(Stored records)
○ ○ ○ ○ ○

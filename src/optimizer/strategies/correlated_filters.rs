//! Optimization Rule - Correlated Filters
//!
//! Goal: reduce rows.
//!
//! When two columns are equi-joined, the join key on one side can't take
//! values outside the other side's observed range. Where the source keeps
//! min/max statistics we synthesise range filters on the opposite leg and
//! attach them directly above that leg's readers, so fewer rows ever
//! reach the join.

use crate::errors::Result;
use crate::expression::{CompareOp, Node, NodeType};
use crate::optimizer::{get_nodes_of_type, OptimizationStrategy, OptimizerContext};
use crate::plan::{random_nid, JoinType, LogicalPlan, LogicalPlanNode, LogicalPlanStepType, Nid};
use crate::statistics::QueryStatistics;

pub struct CorrelatedFiltersStrategy {
    statistics: QueryStatistics,
}

impl CorrelatedFiltersStrategy {
    pub fn new(statistics: QueryStatistics) -> Self {
        CorrelatedFiltersStrategy { statistics }
    }
}

/// Bounds from `bounded`'s statistics become range filters on `target`.
fn write_filters(bounded: &Node, target: &Node) -> Vec<LogicalPlanNode> {
    let Some(column) = &bounded.schema_column else {
        return Vec::new();
    };
    let mut filters = Vec::new();
    if let Some(highest) = &column.highest_value {
        filters.push(LogicalPlanNode::filter(Node::comparison(
            CompareOp::LtEq,
            target.clone(),
            Node::literal(highest.clone()),
        )));
    }
    if let Some(lowest) = &column.lowest_value {
        filters.push(LogicalPlanNode::filter(Node::comparison(
            CompareOp::GtEq,
            target.clone(),
            Node::literal(lowest.clone()),
        )));
    }
    filters
}

/// Which leg's readers should receive this filter?
fn readers_for(filter: &LogicalPlanNode, join: &LogicalPlanNode) -> Vec<Nid> {
    let Some(target_relation) = filter.relations.iter().next() else {
        return Vec::new();
    };
    if join.left_relation_names.contains(target_relation) {
        join.left_readers.clone()
    } else if join.right_relation_names.contains(target_relation) {
        join.right_readers.clone()
    } else {
        Vec::new()
    }
}

impl OptimizationStrategy for CorrelatedFiltersStrategy {
    fn name(&self) -> &'static str {
        "CorrelatedFilters"
    }

    fn visit(&self, node: &LogicalPlanNode, context: &mut OptimizerContext) -> Result<()> {
        if node.step != LogicalPlanStepType::Join
            || !matches!(
                node.join_type,
                Some(JoinType::Inner | JoinType::NestedInner)
            )
        {
            return Ok(());
        }
        let Some(on) = &node.on else {
            return Ok(());
        };
        // only the simple single-equality shape is handled
        if on.node_type != NodeType::ComparisonOperator
            || on.value.as_comparison() != Some(CompareOp::Eq)
        {
            return Ok(());
        }
        let (Some(left_column), Some(right_column)) = (on.left.as_deref(), on.right.as_deref())
        else {
            return Ok(());
        };
        if left_column.node_type != NodeType::Identifier
            || right_column.node_type != NodeType::Identifier
        {
            return Ok(());
        }
        // we need exactly two distinct relation sources
        let sources: std::collections::HashSet<&String> = left_column
            .source
            .iter()
            .chain(right_column.source.iter())
            .collect();
        if sources.len() != 2 {
            return Ok(());
        }

        let mut new_filters = write_filters(left_column, right_column);
        new_filters.extend(write_filters(right_column, left_column));

        for filter in new_filters {
            for reader_nid in readers_for(&filter, node) {
                if !context.optimized_plan.contains(&reader_nid) {
                    continue;
                }
                self.statistics
                    .increment("optimization_inner_join_correlated_filter", 1);
                context.optimized_plan.insert_node_after(
                    random_nid(),
                    filter.clone(),
                    &reader_nid,
                )?;
            }
        }
        Ok(())
    }

    fn should_i_run(&self, plan: &LogicalPlan) -> bool {
        !get_nodes_of_type(plan, &[LogicalPlanStepType::Join]).is_empty()
    }
}

#[cfg(test)]
mod tests {
    use super::*;
    use crate::optimizer::apply_strategy;
    use crate::schema::SchemaColumn;
    use crate::value::{Value, ValueType};

    #[test]
    fn range_filters_attach_above_readers() {
        let planets_id = SchemaColumn::new("id", ValueType::Integer)
            .with_origin("$planets")
            .with_range(Value::Integer(1), Value::Integer(9));
        let satellites_planet_id = SchemaColumn::new("planetId", ValueType::Integer)
            .with_origin("$satellites")
            .with_range(Value::Integer(3), Value::Integer(9));

        let mut plan = LogicalPlan::new();
        let mut left_scan = LogicalPlanNode::new(LogicalPlanStepType::Scan);
        left_scan.relation = Some("$satellites".to_string());
        plan.add_node("left_scan", left_scan);
        let mut right_scan = LogicalPlanNode::new(LogicalPlanStepType::Scan);
        right_scan.relation = Some("$planets".to_string());
        plan.add_node("right_scan", right_scan);

        let mut join = LogicalPlanNode::new(LogicalPlanStepType::Join);
        join.join_type = Some(JoinType::Inner);
        join.on = Some(Node::comparison(
            CompareOp::Eq,
            Node::bound_identifier(satellites_planet_id),
            Node::bound_identifier(planets_id),
        ));
        join.left_relation_names = vec!["$satellites".to_string()];
        join.right_relation_names = vec!["$planets".to_string()];
        join.left_readers = vec!["left_scan".to_string()];
        join.right_readers = vec!["right_scan".to_string()];
        plan.add_node("join", join);
        plan.add_node("exit", LogicalPlanNode::new(LogicalPlanStepType::Exit));
        plan.add_edge("left_scan", "join", Some(crate::plan::JoinLeg::Left))
            .expect("acyclic");
        plan.add_edge("right_scan", "join", Some(crate::plan::JoinLeg::Right))
            .expect("acyclic");
        plan.add_edge("join", "exit", None).expect("acyclic");

        let strategy = CorrelatedFiltersStrategy::new(QueryStatistics::new());
        let optimized =
            apply_strategy(&plan, &strategy, QueryStatistics::new()).expect("strategy applies");

        // each leg received the opposite leg's bounds as two filters
        let filters = get_nodes_of_type(&optimized, &[LogicalPlanStepType::Filter]);
        assert_eq!(filters.len(), 4);
        // the left scan's consumer is now a filter, not the join
        let consumer = optimized.outgoing_edges("left_scan")[0].1.clone();
        assert!(filters.contains(&consumer));
    }
}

○ ○ ○ ○ ○

[How to complete this task] Each line of the data that includes "sources" counts once; say how many there are, giving nothing but the number.

[Completed task] 3